President Bio allayed the fears of Sierra Leoneans that the judges have no stake in the politics of  the country and that they will sit as independent commissioners without bias or prejudice.

“It is not a political witch-hunt. Nobody is going to be asked whether he or she belongs to a political party or hails from a particular region. It is a simple process. The Commissioners will ask people questions, investigate what they are told and the evidence put before them, and thereafter present a report of their findings,” he said.

He added, “As a government, we will act on those findings because it is in the national interest and it is for the public good. We will act on the findings to show Sierra Leoneans, including serving government officials that this must be the last Commission of Inquiry in our history. These commissions will act as a deterrent to every Sierra Leonean (now and in the future) who are or will be entrusted with the public trust. They are a reminder that one serves one’s country, one must serve with honesty, fairness, justice, diligence, and compassion.”

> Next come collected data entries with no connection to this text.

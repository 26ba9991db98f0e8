#![allow(dead_code)]
use async_trait::async_trait;
use std::net::Ipv4Addr;
use std::sync::atomic::{AtomicUsize, Ordering};
use std::sync::Arc;
use std::time::Duration;
use subwatch_application::ports::{BaselineStore, NameSource, SubdomainResolver};
use subwatch_application::services::{BatchResolver, Dispatcher};
use subwatch_application::use_cases::{CheckDomainUseCase, WatchDomainsUseCase};
use subwatch_domain::{DomainError, SubdomainName, SubdomainSet};
use tokio::sync::RwLock;

/// Source that returns the same names every time and counts its calls.
pub struct CountingSource {
    names: SubdomainSet,
    calls: AtomicUsize,
}

impl CountingSource {
    pub fn new(names: &[&str]) -> Self {
        Self {
            names: names.iter().filter_map(|n| SubdomainName::new(n)).collect(),
            calls: AtomicUsize::new(0),
        }
    }

    pub fn calls(&self) -> usize {
        self.calls.load(Ordering::SeqCst)
    }
}

#[async_trait]
impl NameSource for CountingSource {
    async fn discover(&self, _domain: &str) -> Result<SubdomainSet, DomainError> {
        self.calls.fetch_add(1, Ordering::SeqCst);
        Ok(self.names.clone())
    }
}

#[derive(Default)]
pub struct MemoryBaseline {
    names: RwLock<SubdomainSet>,
}

impl MemoryBaseline {
    pub async fn len(&self) -> usize {
        self.names.read().await.len()
    }
}

#[async_trait]
impl BaselineStore for MemoryBaseline {
    async fn load(&self, _domain: &str) -> Result<SubdomainSet, DomainError> {
        Ok(self.names.read().await.clone())
    }

    async fn append(&self, _domain: &str, names: &SubdomainSet) -> Result<(), DomainError> {
        self.names.write().await.extend(names.iter().cloned());
        Ok(())
    }
}

/// Resolves nothing.
pub struct NullResolver;

#[async_trait]
impl SubdomainResolver for NullResolver {
    async fn resolve_ipv4(&self, _name: &SubdomainName) -> Result<Vec<Ipv4Addr>, DomainError> {
        Ok(vec![])
    }
}

pub fn watch_use_case(
    source: Arc<CountingSource>,
    baseline: Arc<MemoryBaseline>,
) -> Arc<WatchDomainsUseCase> {
    let resolver = Arc::new(BatchResolver::new(
        Arc::new(NullResolver),
        Duration::from_millis(100),
    ));
    let dispatcher = Arc::new(Dispatcher::new(vec![]));
    let check = Arc::new(CheckDomainUseCase::new(
        source,
        baseline,
        resolver,
        Arc::clone(&dispatcher),
    ));
    Arc::new(WatchDomainsUseCase::new(check, dispatcher, vec![]))
}
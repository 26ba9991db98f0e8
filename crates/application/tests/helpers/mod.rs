#![allow(dead_code)]


pub use mock_ports::*;

use subwatch_domain::{SubdomainName, SubdomainSet};

pub fn names(raw: &[&str]) -> SubdomainSet {
    raw.iter().filter_map(|n| SubdomainName::new(n)).collect()
}

pub fn name(raw: &str) -> SubdomainName {
    SubdomainName::new(raw).expect("non-empty name")
}
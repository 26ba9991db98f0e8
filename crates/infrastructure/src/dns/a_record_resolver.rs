use async_trait::async_trait;
use hickory_resolver::name_server::TokioConnectionProvider;
use hickory_resolver::TokioResolver;
use std::net::Ipv4Addr;
use std::time::Duration;
use subwatch_application::ports::SubdomainResolver;
use subwatch_domain::config::ResolverConfig;
use subwatch_domain::{DomainError, SubdomainName};
use tracing::debug;

/// A-record resolver using the system's nameservers (`/etc/resolv.conf`).
///
/// One resolver instance is shared by every lookup of a batch.
pub struct HickoryARecordResolver {
    resolver: TokioResolver,
}

impl HickoryARecordResolver {
    pub fn new(config: &ResolverConfig) -> Result<Self, DomainError> {
        let mut builder = TokioResolver::builder(TokioConnectionProvider::default())
            .map_err(|e| DomainError::InvalidData(format!("Failed to read system DNS configuration: {}", e)))?;

        let options = builder.options_mut();
        options.timeout = Duration::from_millis(config.query_timeout_ms);
        options.attempts = config.attempts.max(1);

        Ok(Self {
            resolver: builder.build(),
        })
    }

    /// Absolute form so the system search list is never appended.
    fn fqdn(name: &SubdomainName) -> String {
        let name = name.as_str();
        if name.ends_with('.') {
            name.to_string()
        } else {
            format!("{}.", name)
        }
    }
}

#[async_trait]
impl SubdomainResolver for HickoryARecordResolver {
    async fn resolve_ipv4(&self, name: &SubdomainName) -> Result<Vec<Ipv4Addr>, DomainError> {
        match self.resolver.ipv4_lookup(Self::fqdn(name)).await {
            Ok(lookup) => {
                let addresses: Vec<Ipv4Addr> = lookup.iter().map(|a| a.0).collect();
                debug!(subdomain = %name, addresses = addresses.len(), "A lookup answered");
                Ok(addresses)
            }
            Err(e) if e.is_no_records_found() => {
                debug!(subdomain = %name, "No A records");
                Ok(Vec::new())
            }
            Err(e) => Err(DomainError::ResolutionFailure(format!("{}: {}", name, e))),
        }
    }
}
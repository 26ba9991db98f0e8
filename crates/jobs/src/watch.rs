use std::sync::Arc;
use std::time::Duration;
use subwatch_application::use_cases::WatchDomainsUseCase;
use tokio::task::JoinHandle;
use tokio::time::MissedTickBehavior;
use tokio_util::sync::CancellationToken;
use tracing::{info, warn};

/// Re-runs the whole watch pass on a fixed interval until cancelled.
///
/// The first pass starts immediately. A pass that overruns the interval
/// delays the next one instead of triggering a burst of catch-up runs, and
/// cancellation is only observed between passes so a pass in flight always
/// finishes and persists its baselines.
pub struct WatchJob {
    use_case: Arc<WatchDomainsUseCase>,
    domains: Arc<[String]>,
    interval: Duration,
    shutdown: CancellationToken,
}

impl WatchJob {
    pub fn new(use_case: Arc<WatchDomainsUseCase>, domains: Vec<String>) -> Self {
        Self {
            use_case,
            domains: domains.into(),
            interval: Duration::from_secs(3600),
            shutdown: CancellationToken::new(),
        }
    }

    pub fn with_interval(mut self, interval: Duration) -> Self {
        self.interval = interval;
        self
    }

    pub fn with_cancellation(mut self, token: CancellationToken) -> Self {
        self.shutdown = token;
        self
    }

    pub fn interval(&self) -> Duration {
        self.interval
    }

    pub fn start(self: Arc<Self>) -> JoinHandle<()> {
        info!(
            domains = self.domains.len(),
            interval_secs = self.interval.as_secs(),
            "Starting watch job"
        );

        tokio::spawn(async move {
            // tokio panics on a zero period
            let period = self.interval.max(Duration::from_millis(1));
            let mut interval = tokio::time::interval(period);
            interval.set_missed_tick_behavior(MissedTickBehavior::Delay);
            let mut pass: u64 = 0;

            loop {
                tokio::select! {
                    _ = self.shutdown.cancelled() => {
                        info!(passes = pass, "WatchJob: shutting down");
                        break;
                    }
                    _ = interval.tick() => {
                        pass += 1;
                        let report = self.use_case.execute(&self.domains).await;

                        if report.has_failures() {
                            warn!(
                                pass,
                                failed = report.failed().count(),
                                total_new = report.total_new(),
                                "WatchJob: pass finished with failures"
                            );
                        } else {
                            info!(pass, total_new = report.total_new(), "WatchJob: pass finished");
                        }
                    }
                }
            }
        })
    }
}
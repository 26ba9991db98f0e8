#![allow(dead_code)]
use std::net::SocketAddr;
use std::sync::Arc;
use tokio::io::{AsyncReadExt, AsyncWriteExt};
use tokio::net::{TcpListener, TcpStream};
use tokio::sync::{oneshot, Mutex};

/// A request as seen by the mock server.
#[derive(Debug, Clone)]
pub struct RecordedRequest {
    pub request_line: String,
    pub body: String,
}

/// Minimal HTTP/1.1 server answering every request with one canned response.
pub struct MockHttpServer {
    addr: SocketAddr,
    requests: Arc<Mutex<Vec<RecordedRequest>>>,
    shutdown_tx: Option<oneshot::Sender<()>>,
}

impl MockHttpServer {
    pub async fn start(status: u16, body: &str) -> Result<Self, std::io::Error> {
        let listener = TcpListener::bind("127.0.0.1:0").await?;
        let addr = listener.local_addr()?;
        let requests = Arc::new(Mutex::new(Vec::new()));
        let (shutdown_tx, mut shutdown_rx) = oneshot::channel();

        let response = Arc::new(format!(
            "HTTP/1.1 {} Mock\r\nContent-Type: application/json\r\nContent-Length: {}\r\nConnection: close\r\n\r\n{}",
            status,
            body.len(),
            body
        ));

        let recorded = Arc::clone(&requests);
        tokio::spawn(async move {
            loop {
                tokio::select! {
                    _ = &mut shutdown_rx => break,
                    accepted = listener.accept() => {
                        if let Ok((stream, _)) = accepted {
                            let response = Arc::clone(&response);
                            let recorded = Arc::clone(&recorded);
                            tokio::spawn(async move {
                                Self::handle(stream, &response, &recorded).await;
                            });
                        }
                    }
                }
            }
        });

        Ok(Self {
            addr,
            requests,
            shutdown_tx: Some(shutdown_tx),
        })
    }

    pub fn url(&self, path: &str) -> String {
        format!("http://{}{}", self.addr, path)
    }

    pub async fn requests(&self) -> Vec<RecordedRequest> {
        self.requests.lock().await.clone()
    }

    /// Reads one request, records it, then answers.
    async fn handle(
        mut stream: TcpStream,
        response: &str,
        recorded: &Mutex<Vec<RecordedRequest>>,
    ) -> Option<()> {
        let mut buf = Vec::with_capacity(4096);
        let mut chunk = [0u8; 1024];

        let header_end = loop {
            let n = stream.read(&mut chunk).await.ok()?;
            if n == 0 {
                return None;
            }
            buf.extend_from_slice(&chunk[..n]);
            if let Some(pos) = buf.windows(4).position(|w| w == b"\r\n\r\n") {
                break pos + 4;
            }
        };

        let head = String::from_utf8_lossy(&buf[..header_end]).to_string();
        let content_length = head
            .lines()
            .filter_map(|l| l.split_once(':'))
            .find(|(k, _)| k.trim().eq_ignore_ascii_case("content-length"))
            .and_then(|(_, v)| v.trim().parse::<usize>().ok())
            .unwrap_or(0);

        while buf.len() < header_end + content_length {
            let n = stream.read(&mut chunk).await.ok()?;
            if n == 0 {
                break;
            }
            buf.extend_from_slice(&chunk[..n]);
        }

        recorded.lock().await.push(RecordedRequest {
            request_line: head.lines().next().unwrap_or_default().to_string(),
            body: String::from_utf8_lossy(&buf[header_end..]).to_string(),
        });

        stream.write_all(response.as_bytes()).await.ok()?;
        stream.shutdown().await.ok()
    }
}

impl Drop for MockHttpServer {
    fn drop(&mut self) {
        if let Some(tx) = self.shutdown_tx.take() {
            let _ = tx.send(());
        }
    }
}
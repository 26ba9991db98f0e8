pub mod watch;

pub use watch::WatchJob;
use async_trait::async_trait;
use subwatch_domain::{DomainError, SubdomainSet};

/// Repository interface for the per-domain set of names already seen.
///
/// The store is append-only: existing entries are never removed or
/// rewritten. One writer per domain at a time is assumed; implementations
/// do no locking.
#[async_trait]
pub trait BaselineStore: Send + Sync {
    /// Loads the baseline for `domain`.
    ///
    /// # Returns
    ///
    /// * `Ok(set)` - Names previously recorded; empty if the domain has never been seen
    /// * `Err(DomainError)` - If the store exists but cannot be read
    async fn load(&self, domain: &str) -> Result<SubdomainSet, DomainError>;

    /// Appends `names` to the baseline for `domain`, creating it if needed.
    async fn append(&self, domain: &str, names: &SubdomainSet) -> Result<(), DomainError>;
}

“As I have said repeatedly, this war against corruption is a war we must win. I have fully empowered the Anti-Corruption Commission to use all its legal powers to relentlessly investigate and prosecute all cases of corruption in my administration. Those found wanton will be promptly removed from public office and subjected to the full force of the law,” he said.

He assured  the public that the fight against corruption is and will remain as consistent as it is robust, noting that as a country, “we must put an end to this culture of rampant thieving, abuse, waste, and impunity.

“We must foster a culture of public accountability. The Commissions of Inquiry are a public commitment by us as Sierra Leoneans to rid our country of corruption, fraud, abuse, and waste. I therefore call on every Sierra Leonean who believes we can be better and do better as a nation to support these Commissions of Inquiry. We owe it to our country; we owe it to our compatriots and generations yet unborn to get it right once and for all. I therefore formally launch the Commissions of Inquiry,” he said.